Knocking children over, barging into old ladies, and jumping up at visitors are common crimes.
When you are in the throws of this peak age for excitable behavior, it can feel as though every social occasion is doomed to end in tears, and it is no coincidence that this is the age at which many rescue dogs are given up to animal shelters or simply abandoned.
When do Labs calm down?
Labs can be a little later than the average puppy in reaching the point at which you suddenly realise your pup is all grown up. But hang on in there, it will come!
With the right handling techniques, most young Labradors are beginning to calm down around their first birthday. And are fairly ‘settled’ in temperament by the time they are eighteen months old.
However, an eighteen month old Lab is still a young and energetic dog. And the potential for inappropriate exuberance remains. So it is important to recognise that it is possible to prolong the boisterous phase and make it much worse by making a few simple mistakes.
In a moment we’ll look at some ways to avoid some of the excitable puppy behavior that may be causing you problems. But first let’s look at how to cope when your Lab is on his worst hyper behavior
What do I mean by hyper dog?
A hyper dog is not a happy dog. He might seem happy as he leaps about – air nipping, barking, jumping at people, and so on. But he is actually a dog that doesn’t know where to put himself, and he is often actually quite upset.
Many people are quite shocked when the nice game they were playing with their young dog begins to get rougher and rougher. You may be tempted to shout at your dog if they nip you, or to give out a squeal.
Unfortunately, noises and angry behavior from you excites the dog more, until eventually they may lose control completely. I talk to people whose young Labs are leaping into the air and slamming into them with no regard for the consequences. When a sixty pound dog hits you in the middle of your back or chest with all four feet it can be a very scary experience.
If you are scared, your dog will be scared too, and like most scared kids will behave even more inappropriately. So it’s really important that you intervene before things get to this point.
Remember that the hyper dog isn’t able to listen. They have lost control and are unable to calm themselves. This is a dog that needs you to help them.
How to calm down a dog – 5 steps
There are five different steps you need to complete in order to calm down a hyper dog.
The first two steps will help you cope with the situation when it arises. The remaining three steps will help prevent your dog having a hyper episode in the future
- Take control of your dog
- Calm your dog
- Change what you do around your dog
- Provide activities for your dog
- Teach your dog to relax
Let’s take each of these in turn
#Step 1:Take control of your dog
This is about physically managing your dog to make sure he doesn’t hurt you or anyone else. When your dog is over-excited you’ll need to take steps to control the situation
It is important to be able to control a lively young Lab and you’ll find this easier to do if he is wearing a body harness(paid link)*.

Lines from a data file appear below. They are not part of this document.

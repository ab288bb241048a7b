use chrono::{DateTime, Utc};
use serde::{Deserialize, Serialize};
use thiserror::Error;
use uuid::Uuid;

/// A listing as it comes off a search-results page, before any
/// normalization. Field contents are whatever the markup carried.
#[derive(Debug, Clone, PartialEq)]
pub struct RawListing {
    pub title: String,
    pub price_text: String,
    pub location_text: String,
    /// Absolute detail URL.
    pub url: String,
}

#[derive(Debug, Clone, Copy, PartialEq, Serialize, Deserialize)]
pub struct Coordinates {
    pub latitude: f64,
    pub longitude: f64,
}

#[derive(Debug, Clone, Serialize, Deserialize, PartialEq)]
pub struct Listing {
    /// Stable key derived from the detail URL. Unique across the store.
    pub identity: String,
    pub title: String,
    /// Absent when the ad is "price on request" or the text was ambiguous.
    pub price: Option<f64>,
    pub postal_code: String,
    pub city: String,
    pub url: String,
    /// Absent until geocoded. Once set, never cleared by later upserts.
    pub coordinates: Option<Coordinates>,
    pub scraped_at: DateTime<Utc>,
}

/// What an upsert did to the store.
#[derive(Debug, Clone, Copy, PartialEq)]
pub enum UpsertOutcome {
    Created,
    Updated,
    Unchanged,
}

#[derive(Debug, Clone, Copy, PartialEq)]
pub enum RunStatus {
    Running,
    Completed,
    Partial,
    Failed,
}

impl RunStatus {
    pub fn as_str(&self) -> &str {
        match self {
            RunStatus::Running => "running",
            RunStatus::Completed => "completed",
            RunStatus::Partial => "partial",
            RunStatus::Failed => "failed",
        }
    }

    pub fn from_str(s: &str) -> Self {
        match s {
            "completed" => RunStatus::Completed,
            "partial" => RunStatus::Partial,
            "failed" => RunStatus::Failed,
            _ => RunStatus::Running,
        }
    }
}

/// One keyword-scoped execution of the pipeline, with its audit counters.
#[derive(Debug, Clone)]
pub struct Run {
    pub id: Uuid,
    pub keyword: String,
    pub max_pages: u32,
    pub pages_fetched: u32,
    pub found: u32,
    pub new: u32,
    pub duplicate: u32,
    pub geocode_failed: u32,
    pub fetch_failed: u32,
    pub status: RunStatus,
    pub started_at: DateTime<Utc>,
    pub finished_at: Option<DateTime<Utc>>,
}

impl Run {
    pub fn start(keyword: &str, max_pages: u32) -> Self {
        Self {
            id: Uuid::new_v4(),
            keyword: keyword.to_string(),
            max_pages,
            pages_fetched: 0,
            found: 0,
            new: 0,
            duplicate: 0,
            geocode_failed: 0,
            fetch_failed: 0,
            status: RunStatus::Running,
            started_at: Utc::now(),
            finished_at: None,
        }
    }
}

#[derive(Debug, Clone, Error, PartialEq)]
pub enum FetchError {
    #[error("GET {url} returned status {status}")]
    Status { url: String, status: u16 },
    #[error("GET {url} failed after {attempts} attempts: {reason}")]
    Exhausted {
        url: String,
        attempts: u32,
        reason: String,
    },
}

#[derive(Debug, Clone, Error, PartialEq)]
pub enum GeocodeError {
    #[error("empty or malformed location text")]
    InvalidInput,
    #[error("no match for location '{query}'")]
    NotFound { query: String },
    #[error("geocoding lookup failed: {reason}")]
    Lookup { reason: String },
}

You do not want to have to fight to clip a leash on a 60lb dog while they are nipping at your sleeves or barking in your face, so have your hyper dog wear a training leash outdoors (instructions in that link) and a house line indoors.

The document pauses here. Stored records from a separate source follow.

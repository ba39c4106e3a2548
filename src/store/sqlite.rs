//! Coordination store shared between processes through one SQLite file.
//!
//! Every trait method runs inside a single `BEGIN IMMEDIATE` transaction. The
//! write lock is taken up front, so two instances can never interleave a read
//! and a write on the same key.

use super::{
    parse_bucket, step_bucket, BucketParams, CoordinationStore, StoreError, TokenGrant,
    FIELD_LAST_REFILL, FIELD_TOKENS,
};
use crate::model::now_ms;
use async_trait::async_trait;
use sqlx::sqlite::{SqliteConnectOptions, SqliteJournalMode, SqlitePoolOptions};
use sqlx::{Row, SqliteConnection, SqlitePool};
use std::path::Path;
use std::time::Duration;
use tracing::debug;

const SCHEMA: [&str; 3] = [
    "CREATE TABLE IF NOT EXISTS kv_hash (key TEXT NOT NULL, field TEXT NOT NULL, value TEXT NOT NULL, \
     PRIMARY KEY (key, field))",
    "CREATE TABLE IF NOT EXISTS kv_list (key TEXT NOT NULL, seq INTEGER NOT NULL, value TEXT NOT NULL, \
     PRIMARY KEY (key, seq))",
    "CREATE TABLE IF NOT EXISTS kv_expiry (key TEXT PRIMARY KEY, expires_at INTEGER NOT NULL)",
];

#[derive(Debug, Clone)]
pub struct SqliteStore {
    pool: SqlitePool,
}

impl SqliteStore {
    /// Open (creating if needed) the store file at `path`.
    pub async fn open(path: impl AsRef<Path>) -> Result<Self, StoreError> {
        let path = path.as_ref();
        if let Some(parent) = path.parent() {
            if !parent.as_os_str().is_empty() {
                std::fs::create_dir_all(parent)
                    .map_err(|e| StoreError::Unavailable(e.to_string()))?;
            }
        }
        let options = SqliteConnectOptions::new()
            .filename(path)
            .create_if_missing(true)
            .journal_mode(SqliteJournalMode::Wal)
            .busy_timeout(Duration::from_secs(5));
        let pool = SqlitePoolOptions::new()
            .max_connections(8)
            .connect_with(options)
            .await?;
        for ddl in SCHEMA {
            sqlx::query(ddl).execute(&pool).await?;
        }
        debug!(path = %path.display(), "coordination store opened");
        Ok(Self { pool })
    }
}

async fn begin(conn: &mut SqliteConnection) -> Result<(), StoreError> {
    sqlx::query("BEGIN IMMEDIATE").execute(&mut *conn).await?;
    Ok(())
}

async fn finish<T>(
    conn: &mut SqliteConnection,
    res: Result<T, StoreError>,
) -> Result<T, StoreError> {
    match res {
        Ok(v) => match sqlx::query("COMMIT").execute(&mut *conn).await {
            Ok(_) => Ok(v),
            Err(err) => {
                // SQLite keeps the transaction open when COMMIT fails; the
                // pooled connection must not go back with it.
                let _ = sqlx::query("ROLLBACK").execute(&mut *conn).await;
                Err(err.into())
            }
        },
        Err(err) => {
            // The original error matters more than a failed rollback.
            let _ = sqlx::query("ROLLBACK").execute(&mut *conn).await;
            Err(err)
        }
    }
}

/// Drop every trace of `key` if its expiry has passed.
async fn purge_expired(conn: &mut SqliteConnection, key: &str) -> Result<(), StoreError> {
    let expires_at: Option<i64> =
        sqlx::query_scalar("SELECT expires_at FROM kv_expiry WHERE key = ?")
            .bind(key)
            .fetch_optional(&mut *conn)
            .await?;
    if expires_at.is_some_and(|at| at <= now_ms()) {
        remove_key(conn, key).await?;
    }
    Ok(())
}

async fn remove_key(conn: &mut SqliteConnection, key: &str) -> Result<(), StoreError> {
    for sql in [
        "DELETE FROM kv_hash WHERE key = ?",
        "DELETE FROM kv_list WHERE key = ?",
        "DELETE FROM kv_expiry WHERE key = ?",
    ] {
        sqlx::query(sql).bind(key).execute(&mut *conn).await?;
    }
    Ok(())
}

async fn set_expiry(conn: &mut SqliteConnection, key: &str, ttl: Duration) -> Result<(), StoreError> {
    let expires_at = now_ms().saturating_add(ttl.as_millis() as i64);
    sqlx::query(
        "INSERT INTO kv_expiry (key, expires_at) VALUES (?, ?) \
         ON CONFLICT(key) DO UPDATE SET expires_at = excluded.expires_at",
    )
    .bind(key)
    .bind(expires_at)
    .execute(&mut *conn)
    .await?;
    Ok(())
}

async fn read_field(
    conn: &mut SqliteConnection,
    key: &str,
    field: &str,
) -> Result<Option<String>, StoreError> {
    Ok(
        sqlx::query_scalar("SELECT value FROM kv_hash WHERE key = ? AND field = ?")
            .bind(key)
            .bind(field)
            .fetch_optional(&mut *conn)
            .await?,
    )
}

async fn write_field(
    conn: &mut SqliteConnection,
    key: &str,
    field: &str,
    value: &str,
) -> Result<(), StoreError> {
    sqlx::query(
        "INSERT INTO kv_hash (key, field, value) VALUES (?, ?, ?) \
         ON CONFLICT(key, field) DO UPDATE SET value = excluded.value",
    )
    .bind(key)
    .bind(field)
    .bind(value)
    .execute(&mut *conn)
    .await?;
    Ok(())
}

async fn list_len(conn: &mut SqliteConnection, key: &str) -> Result<usize, StoreError> {
    let n: i64 = sqlx::query_scalar("SELECT COUNT(*) FROM kv_list WHERE key = ?")
        .bind(key)
        .fetch_one(&mut *conn)
        .await?;
    Ok(n as usize)
}

async fn take_token_tx(
    conn: &mut SqliteConnection,
    key: &str,
    params: &BucketParams,
    now: i64,
) -> Result<TokenGrant, StoreError> {
    purge_expired(conn, key).await?;
    let tokens = read_field(conn, key, FIELD_TOKENS).await?;
    let last_refill = read_field(conn, key, FIELD_LAST_REFILL).await?;
    let current = parse_bucket(key, tokens.as_deref(), last_refill.as_deref())?;

    let grant = step_bucket(current, params, now);
    write_field(conn, key, FIELD_TOKENS, &grant.state.tokens.to_string()).await?;
    write_field(
        conn,
        key,
        FIELD_LAST_REFILL,
        &grant.state.last_refill_ms.to_string(),
    )
    .await?;
    set_expiry(conn, key, params.ttl).await?;
    Ok(grant)
}

async fn push_back_tx(
    conn: &mut SqliteConnection,
    key: &str,
    value: &str,
    ttl: Duration,
) -> Result<usize, StoreError> {
    purge_expired(conn, key).await?;
    let tail: Option<i64> = sqlx::query_scalar("SELECT MAX(seq) FROM kv_list WHERE key = ?")
        .bind(key)
        .fetch_one(&mut *conn)
        .await?;
    sqlx::query("INSERT INTO kv_list (key, seq, value) VALUES (?, ?, ?)")
        .bind(key)
        .bind(tail.unwrap_or(0) + 1)
        .bind(value)
        .execute(&mut *conn)
        .await?;
    set_expiry(conn, key, ttl).await?;
    list_len(conn, key).await
}

async fn push_front_tx(
    conn: &mut SqliteConnection,
    key: &str,
    values: &[String],
    ttl: Duration,
) -> Result<usize, StoreError> {
    purge_expired(conn, key).await?;
    let head: Option<i64> = sqlx::query_scalar("SELECT MIN(seq) FROM kv_list WHERE key = ?")
        .bind(key)
        .fetch_one(&mut *conn)
        .await?;
    let start = head.unwrap_or(1) - values.len() as i64;
    for (i, value) in values.iter().enumerate() {
        sqlx::query("INSERT INTO kv_list (key, seq, value) VALUES (?, ?, ?)")
            .bind(key)
            .bind(start + i as i64)
            .bind(value)
            .execute(&mut *conn)
            .await?;
    }
    set_expiry(conn, key, ttl).await?;
    list_len(conn, key).await
}

async fn pop_front_tx(
    conn: &mut SqliteConnection,
    key: &str,
    max: usize,
) -> Result<Vec<String>, StoreError> {
    purge_expired(conn, key).await?;
    let rows = sqlx::query("SELECT seq, value FROM kv_list WHERE key = ? ORDER BY seq ASC LIMIT ?")
        .bind(key)
        .bind(max as i64)
        .fetch_all(&mut *conn)
        .await?;
    let Some(last_seq) = rows.last().map(|r| r.get::<i64, _>("seq")) else {
        return Ok(Vec::new());
    };
    sqlx::query("DELETE FROM kv_list WHERE key = ? AND seq <= ?")
        .bind(key)
        .bind(last_seq)
        .execute(&mut *conn)
        .await?;
    if list_len(conn, key).await? == 0 {
        remove_key(conn, key).await?;
    }
    Ok(rows.iter().map(|r| r.get::<String, _>("value")).collect())
}

async fn front_tx(conn: &mut SqliteConnection, key: &str) -> Result<Option<String>, StoreError> {
    purge_expired(conn, key).await?;
    Ok(
        sqlx::query_scalar("SELECT value FROM kv_list WHERE key = ? ORDER BY seq ASC LIMIT 1")
            .bind(key)
            .fetch_optional(&mut *conn)
            .await?,
    )
}

#[async_trait]
impl CoordinationStore for SqliteStore {
    async fn take_token(
        &self,
        key: &str,
        params: &BucketParams,
        now_ms: i64,
    ) -> Result<TokenGrant, StoreError> {
        let mut conn = self.pool.acquire().await?;
        begin(&mut conn).await?;
        let res = take_token_tx(&mut conn, key, params, now_ms).await;
        finish(&mut conn, res).await
    }

    async fn hash_get(&self, key: &str, field: &str) -> Result<Option<String>, StoreError> {
        let mut conn = self.pool.acquire().await?;
        begin(&mut conn).await?;
        let res = async {
            purge_expired(&mut conn, key).await?;
            read_field(&mut conn, key, field).await
        }
        .await;
        finish(&mut conn, res).await
    }

    async fn push_back(&self, key: &str, value: String, ttl: Duration) -> Result<usize, StoreError> {
        let mut conn = self.pool.acquire().await?;
        begin(&mut conn).await?;
        let res = push_back_tx(&mut conn, key, &value, ttl).await;
        finish(&mut conn, res).await
    }

    async fn push_front(
        &self,
        key: &str,
        values: Vec<String>,
        ttl: Duration,
    ) -> Result<usize, StoreError> {
        let mut conn = self.pool.acquire().await?;
        begin(&mut conn).await?;
        let res = push_front_tx(&mut conn, key, &values, ttl).await;
        finish(&mut conn, res).await
    }

    async fn pop_front(&self, key: &str, max: usize) -> Result<Vec<String>, StoreError> {
        let mut conn = self.pool.acquire().await?;
        begin(&mut conn).await?;
        let res = pop_front_tx(&mut conn, key, max).await;
        finish(&mut conn, res).await
    }

    async fn len(&self, key: &str) -> Result<usize, StoreError> {
        let mut conn = self.pool.acquire().await?;
        begin(&mut conn).await?;
        let res = async {
            purge_expired(&mut conn, key).await?;
            list_len(&mut conn, key).await
        }
        .await;
        finish(&mut conn, res).await
    }

    async fn front(&self, key: &str) -> Result<Option<String>, StoreError> {
        let mut conn = self.pool.acquire().await?;
        begin(&mut conn).await?;
        let res = front_tx(&mut conn, key).await;
        finish(&mut conn, res).await
    }

    async fn delete(&self, key: &str) -> Result<(), StoreError> {
        let mut conn = self.pool.acquire().await?;
        begin(&mut conn).await?;
        let res = remove_key(&mut conn, key).await;
        finish(&mut conn, res).await
    }
}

Don’t take them off until you put your dog in crate or sleeping area and leave them on their own. Or until they have outgrown this silly phase!
Never use a choke chain or slip lead on a dog that has hyper episodes, your dog doesn’t know their own strength and will hurt their neck or throat.
The next step is to reduce the dog’s arousal or excitement levels. Let’s find out what is calming for dogs
#Step 2: Calming your dog
Outdoors, the best thing to do is to stop whatever you were doing with the dog when he got carried away and start briskly leash walking the dog up and down. Don’t hesitate, don’t try to engage a leaping, nipping dog in conversation – don’t worry about bystanders or being polite to passing strangers. This is an emergency.
Just pick up the leash and start walking. Keep walking briskly until the dog begins to relax as he walks along next to you.
If other people, children, or animals were exciting your dog, move away from them.
In future, when your dog is off leash, remember to attach a training lead(paid link)* to the harness so that you can pick up the end and lead your dog quietly away when he is being silly.
Walking briskly but calmly around can help to lower your dog’s arousal level and let you get back in control of the situation.
Indoors you can use time out. Stop all play and step out of the room. Or place the dog in a crate or room by themselves to calm down for a few minutes. Give yourself a chance to calm down too, before bringing the dog back out again.
Now don’t wait for another ‘hyper’ event, start putting the following steps into action to change the way you interact with your dog.
#Step 3 – Preventing future episodes
Very often the owners of the dog are unwittingly causing the excitability, or at least contributing towards it by their own behavior. It is not difficult to ‘wind up’ a young dog.
This is not your fault, it’s just that humans and dogs play differently and interpret one another’s behavior differently. It’s a kind of language barrier if you like.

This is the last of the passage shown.